Future research directions and potential improvements to the proposed methodology are essential to guide subsequent studies and advance the field of cancer diagnosis and medical imaging. Firstly, exploring the integration of Vision Transformer (ViT) could enhance the performance and robustness of the proposed methodology. Investigating the applicability of ViT across different imaging modalities may also yield valuable insights into improving model generalization. Additionally, incorporating multimodal data fusion approaches, such as combining imaging data with clinical, genomic, or proteomic data, could provide a more comprehensive understanding of cancer pathophysiology and facilitate more accurate diagnosis and prognosis. Furthermore, developing interpretable and transparent AI models, such as incorporating explainable AI techniques like Grad-CAM, can enhance the trust and acceptance of AI-driven diagnostics in clinical practice. Addressing the computational efficiency of the proposed methodology is also crucial for its practical deployment in real-world healthcare settings. Finally, exploring the integration of emerging technologies such as federated learning and edge computing could enable decentralized model training and inference while ensuring data privacy and security. By focusing on these future research directions and potential improvements, subsequent studies can build upon the proposed methodology to advance the field of cancer diagnosis and medical imaging, ultimately improving patient outcomes and healthcare delivery.

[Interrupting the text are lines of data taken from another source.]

//! Short code resolution service.

use std::sync::Arc;

use chrono::{DateTime, Utc};

use crate::domain::entities::{ClickEvent, ShortCode};
use crate::domain::event_logger::EventLogger;
use crate::domain::log_event::LogPackage;
use crate::domain::repositories::LinkRepository;
use crate::error::AppError;

/// Terminal state of a resolution attempt.
#[derive(Debug, Clone, PartialEq, Eq)]
pub enum Resolution {
    /// The link is live; a click was recorded and the client goes here.
    Redirect(String),
    /// No link has this code.
    NotFound,
    /// The link exists but its validity period is over.
    Expired,
}

/// Client details captured for click analytics.
#[derive(Debug, Clone, Default)]
pub struct Visitor {
    pub user_agent: Option<String>,
    pub referrer: Option<String>,
}

/// Resolves short codes to their targets and records clicks.
pub struct RedirectService<L: LinkRepository> {
    link_repository: Arc<L>,
    events: EventLogger,
}

impl<L: LinkRepository> RedirectService<L> {
    pub fn new(link_repository: Arc<L>, events: EventLogger) -> Self {
        Self {
            link_repository,
            events,
        }
    }

    /// Resolves `code` at the current time.
    ///
    /// # Errors
    ///
    /// Returns [`AppError::Internal`] only on registry failures; a missing or
    /// expired link is a [`Resolution`], not an error.
    pub async fn resolve(&self, code: &ShortCode, visitor: Visitor) -> Result<Resolution, AppError> {
        self.resolve_at(code, visitor, Utc::now()).await
    }

    /// Resolves `code` as of `now`.
    ///
    /// # Flow
    ///
    /// 1. Lookup: unknown code → [`Resolution::NotFound`]
    /// 2. Expiry check: `now > expires_at` → [`Resolution::Expired`]
    /// 3. Append a [`ClickEvent`] and return [`Resolution::Redirect`]
    ///
    /// Expired lookups and misses do not record clicks.
    pub async fn resolve_at(
        &self,
        code: &ShortCode,
        visitor: Visitor,
        now: DateTime<Utc>,
    ) -> Result<Resolution, AppError> {
        let Some(record) = self.link_repository.find_by_code(code.as_str()).await? else {
            self.events
                .error(LogPackage::Api, format!("Shortcode not found: {code}"));
            return Ok(Resolution::NotFound);
        };

        if record.is_expired_at(now) {
            self.events
                .warn(LogPackage::Api, format!("Expired URL accessed: {code}"));
            return Ok(Resolution::Expired);
        }

        self.events.info(
            LogPackage::Api,
            format!("Redirecting from {code} to {}", record.long_url),
        );

        let click = ClickEvent::new(
            now,
            visitor.user_agent.as_deref(),
            visitor.referrer.as_deref(),
        );

        if !self.link_repository.record_click(&record.id, click).await? {
            tracing::warn!(code = %code, "Link removed before click could be recorded");
        }

        Ok(Resolution::Redirect(record.long_url))
    }
}

#[cfg(test)]
mod tests {
    use super::*;
    use crate::domain::entities::UrlRecord;
    use crate::domain::repositories::MockLinkRepository;
    use chrono::Duration;

    fn code(s: &str) -> ShortCode {
        ShortCode::parse(s).unwrap()
    }

    fn record(created_at: DateTime<Utc>) -> UrlRecord {
        UrlRecord::new(
            code("abc123"),
            "https://example.com".to_string(),
            created_at,
            created_at + Duration::minutes(30),
        )
    }

    fn service(repo: MockLinkRepository) -> RedirectService<MockLinkRepository> {
        RedirectService::new(Arc::new(repo), EventLogger::local_only())
    }

    #[tokio::test]
    async fn test_resolve_live_link_records_click() {
        let created = Utc::now();
        let now = created + Duration::minutes(5);

        let mut repo = MockLinkRepository::new();
        repo.expect_find_by_code()
            .withf(|c| c == "abc123")
            .times(1)
            .returning(move |_| Ok(Some(record(created))));
        repo.expect_record_click()
            .withf(move |id, click| {
                id == "abc123"
                    && click.timestamp == now
                    && click.user_agent == "TestBot/1.0"
                    && click.referrer == "direct"
            })
            .times(1)
            .returning(|_, _| Ok(true));

        let visitor = Visitor {
            user_agent: Some("TestBot/1.0".to_string()),
            referrer: None,
        };
        let result = service(repo)
            .resolve_at(&code("abc123"), visitor, now)
            .await
            .unwrap();

        assert_eq!(result, Resolution::Redirect("https://example.com".to_string()));
    }

    #[tokio::test]
    async fn test_resolve_expired_link_records_nothing() {
        let created = Utc::now();

        let mut repo = MockLinkRepository::new();
        repo.expect_find_by_code()
            .times(1)
            .returning(move |_| Ok(Some(record(created))));
        repo.expect_record_click().times(0);

        let result = service(repo)
            .resolve_at(
                &code("abc123"),
                Visitor::default(),
                created + Duration::minutes(31),
            )
            .await
            .unwrap();

        assert_eq!(result, Resolution::Expired);
    }

    #[tokio::test]
    async fn test_resolve_at_exact_expiry_still_redirects() {
        let created = Utc::now();

        let mut repo = MockLinkRepository::new();
        repo.expect_find_by_code()
            .returning(move |_| Ok(Some(record(created))));
        repo.expect_record_click().times(1).returning(|_, _| Ok(true));

        let result = service(repo)
            .resolve_at(
                &code("abc123"),
                Visitor::default(),
                created + Duration::minutes(30),
            )
            .await
            .unwrap();

        assert!(matches!(result, Resolution::Redirect(_)));
    }

    #[tokio::test]
    async fn test_resolve_unknown_code() {
        let mut repo = MockLinkRepository::new();
        repo.expect_find_by_code().times(1).returning(|_| Ok(None));
        repo.expect_record_click().times(0);

        let result = service(repo)
            .resolve(&code("xyz999"), Visitor::default())
            .await
            .unwrap();

        assert_eq!(result, Resolution::NotFound);
    }

    #[tokio::test]
    async fn test_resolve_redirects_when_record_vanishes_mid_flight() {
        let created = Utc::now();

        let mut repo = MockLinkRepository::new();
        repo.expect_find_by_code()
            .returning(move |_| Ok(Some(record(created))));
        repo.expect_record_click().times(1).returning(|_, _| Ok(false));

        let result = service(repo)
            .resolve_at(&code("abc123"), Visitor::default(), created)
            .await
            .unwrap();

        assert_eq!(result, Resolution::Redirect("https://example.com".to_string()));
    }
}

6. Conclusions and Future Works

Our research showcases a notable advancement in tackling the difficulties related to the pathological diagnosis of leukemia by utilizing ML and TL models. The study offers a comprehensive analysis of different classifiers, including both traditional ML and cutting-edge TL models, for leukemia classification in both binary and multiclass scenarios. Notably, Inception-ResNet demonstrates outstanding performance in both scenarios, showcasing its accuracy and versatility. The significance of advanced models in revolutionizing leukemia classification cannot be overstated, as they offer the potential for more efficient and precise diagnostic processes. The findings highlight the significance of utilizing these technologies to address the limitations of manual identification, thereby improving the overall diagnostic precision in leukemia. While our methodology holds promise in cancer diagnosis and medical imaging, limita-tions exist. Generalization to diverse populations may be challenging due to ethnic and genetic variations, while dataset biases could affect model accuracy. Interpretability re-mains limited, hindering clinical adoption, and ethical considerations must be addressed. By incorporating additional clinical information, such as patient history, genetic data, and treatment responses, the predictive power of our TL models can be significantly enhanced. Future endeavors should prioritize the seamless integration of diverse data sources to enhance diagnostic capabilities. Ensuring the validation of our developed models in various clinical settings, assessing their practical utility, and seamlessly integrating them into existing diagnostic workflows are crucial for their real-world applicability. Incorporating explainable AI techniques can improve the reliability of our models, allowing clinicians to understand and have confidence in the decision-making process. Our research opens up new possibilities for incorporating TL into medical diagnostics. In general, our work serves as a foundation for the advancement of medical imaging. We are committed to constantly improving our methods, gaining deeper understanding of clinical data, and striving for transparency in AI. We have made a notable breakthrough in precision diagnosis, potentially resulting in improved patient outcomes.